_WHAT IS NEEDED_
Pull out every line of the listing below where "format" appears.

----- AVAILABLE DATA

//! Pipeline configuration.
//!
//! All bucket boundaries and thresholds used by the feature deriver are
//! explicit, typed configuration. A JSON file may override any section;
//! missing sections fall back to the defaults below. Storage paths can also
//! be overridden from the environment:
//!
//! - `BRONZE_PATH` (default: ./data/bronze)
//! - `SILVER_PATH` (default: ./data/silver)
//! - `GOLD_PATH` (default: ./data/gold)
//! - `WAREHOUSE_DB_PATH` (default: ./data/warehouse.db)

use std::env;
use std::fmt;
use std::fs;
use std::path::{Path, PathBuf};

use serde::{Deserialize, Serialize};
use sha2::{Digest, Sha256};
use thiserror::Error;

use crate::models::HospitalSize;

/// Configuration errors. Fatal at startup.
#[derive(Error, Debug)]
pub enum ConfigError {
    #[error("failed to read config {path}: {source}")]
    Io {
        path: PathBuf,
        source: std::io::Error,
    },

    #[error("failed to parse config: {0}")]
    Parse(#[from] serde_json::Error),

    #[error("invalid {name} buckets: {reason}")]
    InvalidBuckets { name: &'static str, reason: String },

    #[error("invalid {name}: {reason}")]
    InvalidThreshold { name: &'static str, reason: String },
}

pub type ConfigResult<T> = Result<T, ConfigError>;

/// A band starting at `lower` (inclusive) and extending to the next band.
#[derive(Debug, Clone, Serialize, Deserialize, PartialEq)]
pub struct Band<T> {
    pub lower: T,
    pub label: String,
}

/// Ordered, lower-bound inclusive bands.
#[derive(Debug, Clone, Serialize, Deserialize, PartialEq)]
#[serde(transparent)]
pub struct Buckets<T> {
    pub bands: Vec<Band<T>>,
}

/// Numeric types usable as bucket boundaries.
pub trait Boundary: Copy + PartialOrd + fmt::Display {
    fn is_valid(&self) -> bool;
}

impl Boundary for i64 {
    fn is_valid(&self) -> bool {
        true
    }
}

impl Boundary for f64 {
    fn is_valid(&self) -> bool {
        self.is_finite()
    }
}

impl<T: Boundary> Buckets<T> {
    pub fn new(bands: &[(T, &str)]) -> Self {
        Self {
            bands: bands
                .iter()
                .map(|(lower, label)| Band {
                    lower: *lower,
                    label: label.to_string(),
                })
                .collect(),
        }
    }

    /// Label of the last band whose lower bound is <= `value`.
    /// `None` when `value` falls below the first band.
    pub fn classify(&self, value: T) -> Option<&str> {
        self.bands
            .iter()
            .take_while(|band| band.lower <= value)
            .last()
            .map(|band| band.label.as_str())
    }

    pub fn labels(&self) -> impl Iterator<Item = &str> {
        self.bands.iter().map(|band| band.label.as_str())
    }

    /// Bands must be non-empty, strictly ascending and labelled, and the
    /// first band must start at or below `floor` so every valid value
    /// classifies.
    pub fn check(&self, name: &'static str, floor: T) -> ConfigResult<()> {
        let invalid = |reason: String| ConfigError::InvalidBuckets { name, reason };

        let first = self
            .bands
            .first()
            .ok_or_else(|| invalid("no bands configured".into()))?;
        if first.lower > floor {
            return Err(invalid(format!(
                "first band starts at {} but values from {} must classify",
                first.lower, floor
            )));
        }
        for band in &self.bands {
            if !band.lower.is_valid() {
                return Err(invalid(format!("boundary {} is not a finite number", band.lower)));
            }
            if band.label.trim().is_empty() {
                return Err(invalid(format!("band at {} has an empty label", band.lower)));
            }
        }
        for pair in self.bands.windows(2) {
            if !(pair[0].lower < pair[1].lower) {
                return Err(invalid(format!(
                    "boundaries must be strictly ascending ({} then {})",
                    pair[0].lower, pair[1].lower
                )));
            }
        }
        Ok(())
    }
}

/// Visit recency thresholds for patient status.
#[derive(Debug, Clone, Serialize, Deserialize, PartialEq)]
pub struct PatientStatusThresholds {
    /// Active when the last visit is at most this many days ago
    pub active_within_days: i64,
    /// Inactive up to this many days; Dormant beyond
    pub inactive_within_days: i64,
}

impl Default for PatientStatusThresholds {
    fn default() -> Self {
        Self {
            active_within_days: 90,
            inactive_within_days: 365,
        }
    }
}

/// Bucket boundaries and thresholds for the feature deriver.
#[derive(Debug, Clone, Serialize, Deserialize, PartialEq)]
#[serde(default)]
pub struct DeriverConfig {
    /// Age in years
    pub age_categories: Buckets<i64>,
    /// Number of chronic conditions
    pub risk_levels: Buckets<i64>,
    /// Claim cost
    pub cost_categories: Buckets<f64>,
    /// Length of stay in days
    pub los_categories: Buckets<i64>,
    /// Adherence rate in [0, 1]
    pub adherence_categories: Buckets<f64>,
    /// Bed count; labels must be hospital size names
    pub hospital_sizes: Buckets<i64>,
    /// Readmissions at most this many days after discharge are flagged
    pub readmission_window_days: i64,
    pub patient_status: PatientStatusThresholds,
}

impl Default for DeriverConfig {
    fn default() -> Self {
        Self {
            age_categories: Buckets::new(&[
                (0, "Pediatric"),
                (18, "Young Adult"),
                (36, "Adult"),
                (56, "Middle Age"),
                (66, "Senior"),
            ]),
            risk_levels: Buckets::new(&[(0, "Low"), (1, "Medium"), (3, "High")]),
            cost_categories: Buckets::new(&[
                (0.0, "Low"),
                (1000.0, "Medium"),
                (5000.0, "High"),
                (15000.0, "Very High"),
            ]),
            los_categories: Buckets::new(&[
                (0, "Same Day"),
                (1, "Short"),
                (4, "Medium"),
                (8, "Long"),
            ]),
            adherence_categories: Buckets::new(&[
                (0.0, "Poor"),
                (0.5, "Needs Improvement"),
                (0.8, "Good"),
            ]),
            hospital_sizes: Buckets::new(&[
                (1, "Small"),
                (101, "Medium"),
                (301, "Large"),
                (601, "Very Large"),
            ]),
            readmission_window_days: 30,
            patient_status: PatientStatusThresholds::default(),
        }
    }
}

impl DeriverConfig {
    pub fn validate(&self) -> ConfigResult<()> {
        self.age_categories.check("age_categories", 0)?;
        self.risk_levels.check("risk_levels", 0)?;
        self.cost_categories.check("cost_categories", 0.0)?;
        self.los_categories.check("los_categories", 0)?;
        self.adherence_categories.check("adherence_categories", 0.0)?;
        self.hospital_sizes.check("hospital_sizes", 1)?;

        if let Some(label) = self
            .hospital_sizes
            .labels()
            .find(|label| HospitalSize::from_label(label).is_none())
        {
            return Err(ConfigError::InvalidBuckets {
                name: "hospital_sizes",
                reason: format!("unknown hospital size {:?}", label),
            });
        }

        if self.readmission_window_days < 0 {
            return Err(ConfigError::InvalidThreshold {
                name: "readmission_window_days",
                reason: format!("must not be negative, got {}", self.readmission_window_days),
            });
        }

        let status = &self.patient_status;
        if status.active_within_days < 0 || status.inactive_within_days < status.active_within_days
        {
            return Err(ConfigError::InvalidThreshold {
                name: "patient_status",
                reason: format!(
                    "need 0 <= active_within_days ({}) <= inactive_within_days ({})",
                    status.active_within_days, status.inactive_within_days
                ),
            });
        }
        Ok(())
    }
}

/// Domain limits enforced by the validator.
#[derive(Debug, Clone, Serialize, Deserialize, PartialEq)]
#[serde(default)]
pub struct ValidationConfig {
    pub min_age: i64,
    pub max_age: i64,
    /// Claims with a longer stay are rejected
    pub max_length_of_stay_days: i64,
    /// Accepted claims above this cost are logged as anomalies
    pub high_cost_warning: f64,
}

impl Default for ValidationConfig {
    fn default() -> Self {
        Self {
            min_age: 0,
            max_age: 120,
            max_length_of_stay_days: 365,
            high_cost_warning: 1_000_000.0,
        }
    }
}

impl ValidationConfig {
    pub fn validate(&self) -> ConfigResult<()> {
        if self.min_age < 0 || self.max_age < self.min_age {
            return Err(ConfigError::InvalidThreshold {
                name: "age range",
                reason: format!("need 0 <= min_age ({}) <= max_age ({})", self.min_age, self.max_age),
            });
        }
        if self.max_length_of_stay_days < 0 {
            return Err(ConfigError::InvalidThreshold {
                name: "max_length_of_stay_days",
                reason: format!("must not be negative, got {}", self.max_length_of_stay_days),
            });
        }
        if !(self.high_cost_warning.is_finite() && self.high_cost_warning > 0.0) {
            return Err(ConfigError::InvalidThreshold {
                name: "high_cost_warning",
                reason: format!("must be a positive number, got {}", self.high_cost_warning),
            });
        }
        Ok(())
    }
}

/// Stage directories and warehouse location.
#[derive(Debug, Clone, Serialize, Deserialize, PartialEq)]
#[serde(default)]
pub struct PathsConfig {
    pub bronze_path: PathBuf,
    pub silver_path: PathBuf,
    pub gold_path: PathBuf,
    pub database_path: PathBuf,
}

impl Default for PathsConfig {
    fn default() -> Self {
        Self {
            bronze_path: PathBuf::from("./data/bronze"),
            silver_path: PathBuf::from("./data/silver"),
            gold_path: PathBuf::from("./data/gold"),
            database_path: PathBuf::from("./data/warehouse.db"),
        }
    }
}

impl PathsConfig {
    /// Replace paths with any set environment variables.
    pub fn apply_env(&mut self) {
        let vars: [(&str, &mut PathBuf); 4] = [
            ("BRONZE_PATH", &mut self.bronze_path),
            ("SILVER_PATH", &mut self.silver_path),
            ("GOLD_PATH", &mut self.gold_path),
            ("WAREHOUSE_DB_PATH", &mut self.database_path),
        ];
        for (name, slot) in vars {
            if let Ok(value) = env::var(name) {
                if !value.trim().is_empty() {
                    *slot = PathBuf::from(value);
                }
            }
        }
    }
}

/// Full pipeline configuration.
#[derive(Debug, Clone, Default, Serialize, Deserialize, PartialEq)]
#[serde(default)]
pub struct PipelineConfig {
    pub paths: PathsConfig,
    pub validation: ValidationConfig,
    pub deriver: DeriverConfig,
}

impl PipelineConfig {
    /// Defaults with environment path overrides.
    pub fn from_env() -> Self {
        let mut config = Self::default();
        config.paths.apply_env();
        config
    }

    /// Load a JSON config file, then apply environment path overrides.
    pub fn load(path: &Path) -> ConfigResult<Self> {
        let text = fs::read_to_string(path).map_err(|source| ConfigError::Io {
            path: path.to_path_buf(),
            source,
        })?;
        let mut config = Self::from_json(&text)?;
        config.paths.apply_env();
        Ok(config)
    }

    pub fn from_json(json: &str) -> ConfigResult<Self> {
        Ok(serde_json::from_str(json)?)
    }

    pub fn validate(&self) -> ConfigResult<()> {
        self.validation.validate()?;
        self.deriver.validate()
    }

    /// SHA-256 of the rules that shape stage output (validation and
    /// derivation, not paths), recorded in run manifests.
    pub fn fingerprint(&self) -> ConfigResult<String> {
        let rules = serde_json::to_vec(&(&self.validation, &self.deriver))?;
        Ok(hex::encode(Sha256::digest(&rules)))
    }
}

----------

_RESULT OF THE EXERCISE_
            return Err(invalid(format!(
                return Err(invalid(format!("boundary {} is not a finite number", band.lower)));
                return Err(invalid(format!("band at {} has an empty label", band.lower)));
                return Err(invalid(format!(
                reason: format!("unknown hospital size {:?}", label),
                reason: format!("must not be negative, got {}", self.readmission_window_days),
                reason: format!(
                reason: format!("need 0 <= min_age ({}) <= max_age ({})", self.min_age, self.max_age),
                reason: format!("must not be negative, got {}", self.max_length_of_stay_days),
                reason: format!("must be a positive number, got {}", self.high_cost_warning),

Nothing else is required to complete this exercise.